- **DIRECTIONS**: When you reach the entries, transcribe each one exactly.

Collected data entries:
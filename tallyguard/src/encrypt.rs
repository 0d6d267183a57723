use crate::*;
use indexmap::IndexMap;
use rand::{CryptoRng, RngCore};

/// Votes per contest, one 0/1 entry per real option.
pub type PlaintextBallot = IndexMap<String, Vec<u64>>;

/// Encrypts ballots the way a voting device does.
pub struct BallotEncryptor<'a> {
    group: &'a Group,
    manifest: &'a Manifest,
    public_key: &'a ElementModP,
    context: &'a ElementModQ,
}

impl<'a> BallotEncryptor<'a> {
    pub fn new(
        group: &'a Group,
        manifest: &'a Manifest,
        public_key: &'a ElementModP,
        extended_base_hash: &'a ElementModQ,
    ) -> Self {
        BallotEncryptor {
            group,
            manifest,
            public_key,
            context: extended_base_hash,
        }
    }

    /// Encrypt one selection, returning the nonce for the contest-sum proof.
    pub fn encrypt_selection<R: RngCore + CryptoRng>(
        &self,
        rng: &mut R,
        object_id: &str,
        plaintext: u64,
    ) -> Result<(EncryptedSelection, ElementModQ), Error> {
        let (ciphertext, nonce) = Ciphertext::encrypt(self.group, rng, plaintext, self.public_key);
        let proof = DisjunctiveChaumPedersenProof::make(
            self.group,
            rng,
            &ciphertext,
            &nonce,
            self.public_key,
            plaintext,
            self.context,
        )?;
        let selection = EncryptedSelection {
            object_id: object_id.to_string(),
            ciphertext,
            proof,
        };
        Ok((selection, nonce))
    }

    /// Encrypt a contest; placeholders are switched on until the selections sum to `max`.
    pub fn encrypt_contest<R: RngCore + CryptoRng>(
        &self,
        rng: &mut R,
        description: &ContestDescription,
        votes: &[u64],
    ) -> Result<EncryptedContest, Error> {
        if votes.len() != description.num_real_options() {
            return Err(Error::ShapeMismatch(format!(
                "contest {} has {} options, {} votes given",
                description.object_id,
                description.num_real_options(),
                votes.len()
            )));
        }
        let selected: u64 = votes.iter().sum();
        if votes.iter().any(|&v| v > 1) || selected > description.max as u64 {
            return Err(Error::ShapeMismatch(format!(
                "contest {} allows at most {} single selections",
                description.object_id, description.max
            )));
        }

        let mut remaining = description.max as u64 - selected;
        let mut plaintexts = votes.iter();
        let mut selections = Vec::with_capacity(description.all_options().len());
        let mut aggregate_nonce = self.group.zero_q();
        for option in description.all_options() {
            let plaintext = if option.placeholder {
                if remaining > 0 {
                    remaining -= 1;
                    1
                } else {
                    0
                }
            } else {
                plaintexts.next().copied().unwrap_or(0)
            };
            let (selection, nonce) = self.encrypt_selection(rng, &option.object_id, plaintext)?;
            aggregate_nonce = self.group.add_q(&aggregate_nonce, &nonce);
            selections.push(selection);
        }

        let proof =
            self.contest_sum_proof(rng, &selections, &aggregate_nonce, description.max as u64);
        Ok(EncryptedContest {
            object_id: description.object_id.clone(),
            selections,
            proof,
        })
    }

    /// Prove that the contest's selections sum to `constant`, given the summed nonce.
    pub fn contest_sum_proof<R: RngCore + CryptoRng>(
        &self,
        rng: &mut R,
        selections: &[EncryptedSelection],
        aggregate_nonce: &ElementModQ,
        constant: u64,
    ) -> ConstantChaumPedersenProof {
        let aggregate =
            Ciphertext::accumulate(self.group, selections.iter().map(|s| &s.ciphertext));
        ConstantChaumPedersenProof::make(
            self.group,
            &aggregate,
            aggregate_nonce,
            self.public_key,
            constant,
            &self.group.rand_q(rng),
            self.context,
        )
    }

    pub fn encrypt_ballot<R: RngCore + CryptoRng>(
        &self,
        rng: &mut R,
        encryption_id: &str,
        device_info: &str,
        timestamp: u64,
        votes: &PlaintextBallot,
    ) -> Result<BallotSubmission, Error> {
        let mut contests = Vec::with_capacity(self.manifest.contests.len());
        for description in &self.manifest.contests {
            let contest_votes = votes
                .get(&description.object_id)
                .cloned()
                .unwrap_or_else(|| vec![0; description.num_real_options()]);
            contests.push(self.encrypt_contest(rng, description, &contest_votes)?);
        }
        Ok(BallotSubmission {
            encryption_id: encryption_id.to_string(),
            device_info: device_info.to_string(),
            timestamp,
            contests,
        })
    }
}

- **EXERCISE RESPONSE**:
filename tallyguard/src/encrypt.rs
repository 0d6d267183a57723
use crate::*;
use indexmap::IndexMap;
use rand::{CryptoRng, RngCore};

/// Votes per contest, one 0/1 entry per real option.
pub type PlaintextBallot = IndexMap<String, Vec<u64>>;

/// Encrypts ballots the way a voting device does.
pub struct BallotEncryptor<'a> {
    group: &'a Group,
    manifest: &'a Manifest,
    public_key: &'a ElementModP,
    context: &'a ElementModQ,
}

impl<'a> BallotEncryptor<'a> {
    pub fn new(
        group: &'a Group,
        manifest: &'a Manifest,
        public_key: &'a ElementModP,
        extended_base_hash: &'a ElementModQ,
    ) -> Self {
        BallotEncryptor {
            group,
            manifest,
            public_key,
            context: extended_base_hash,
        }
    }

    /// Encrypt one selection, returning the nonce for the contest-sum proof.
    pub fn encrypt_selection<R: RngCore + CryptoRng>(
        &self,
        rng: &mut R,
        object_id: &str,
        plaintext: u64,
    ) -> Result<(EncryptedSelection, ElementModQ), Error> {
        let (ciphertext, nonce) = Ciphertext::encrypt(self.group, rng, plaintext, self.public_key);
        let proof = DisjunctiveChaumPedersenProof::make(
            self.group,
            rng,
            &ciphertext,
            &nonce,
            self.public_key,
            plaintext,
            self.context,
        )?;
        let selection = EncryptedSelection {
            object_id: object_id.to_string(),
            ciphertext,
            proof,
        };
        Ok((selection, nonce))
    }

    /// Encrypt a contest; placeholders are switched on until the selections sum to `max`.
    pub fn encrypt_contest<R: RngCore + CryptoRng>(
        &self,
        rng: &mut R,
        description: &ContestDescription,
        votes: &[u64],
    ) -> Result<EncryptedContest, Error> {
        if votes.len() != description.num_real_options() {
            return Err(Error::ShapeMismatch(format!(
                "contest {} has {} options, {} votes given",
                description.object_id,
                description.num_real_options(),
                votes.len()
            )));
        }
        let selected: u64 = votes.iter().sum();
        if votes.iter().any(|&v| v > 1) || selected > description.max as u64 {
            return Err(Error::ShapeMismatch(format!(
                "contest {} allows at most {} single selections",
                description.object_id, description.max
            )));
        }

        let mut remaining = description.max as u64 - selected;
        let mut plaintexts = votes.iter();
        let mut selections = Vec::with_capacity(description.all_options().len());
        let mut aggregate_nonce = self.group.zero_q();
        for option in description.all_options() {
            let plaintext = if option.placeholder {
                if remaining > 0 {
                    remaining -= 1;
                    1
                } else {
                    0
                }
            } else {
                plaintexts.next().copied().unwrap_or(0)
            };
            let (selection, nonce) = self.encrypt_selection(rng, &option.object_id, plaintext)?;
            aggregate_nonce = self.group.add_q(&aggregate_nonce, &nonce);
            selections.push(selection);
        }

        let proof =
            self.contest_sum_proof(rng, &selections, &aggregate_nonce, description.max as u64);
        Ok(EncryptedContest {
            object_id: description.object_id.clone(),
            selections,
            proof,
        })
    }

    /// Prove that the contest's selections sum to `constant`, given the summed nonce.
    pub fn contest_sum_proof<R: RngCore + CryptoRng>(
        &self,
        rng: &mut R,
        selections: &[EncryptedSelection],
        aggregate_nonce: &ElementModQ,
        constant: u64,
    ) -> ConstantChaumPedersenProof {
        let aggregate =
            Ciphertext::accumulate(self.group, selections.iter().map(|s| &s.ciphertext));
        ConstantChaumPedersenProof::make(
            self.group,
            &aggregate,
            aggregate_nonce,
            self.public_key,
            constant,
            &self.group.rand_q(rng),
            self.context,
        )
    }

    pub fn encrypt_ballot<R: RngCore + CryptoRng>(
        &self,
        rng: &mut R,
        encryption_id: &str,
        device_info: &str,
        timestamp: u64,
        votes: &PlaintextBallot,
    ) -> Result<BallotSubmission, Error> {
        let mut contests = Vec::with_capacity(self.manifest.contests.len());
        for description in &self.manifest.contests {
            let contest_votes = votes
                .get(&description.object_id)
                .cloned()
                .unwrap_or_else(|| vec![0; description.num_real_options()]);
            contests.push(self.encrypt_contest(rng, description, &contest_votes)?);
        }
        Ok(BallotSubmission {
            encryption_id: encryption_id.to_string(),
            device_info: device_info.to_string(),
            timestamp,
            contests,
        })
    }
}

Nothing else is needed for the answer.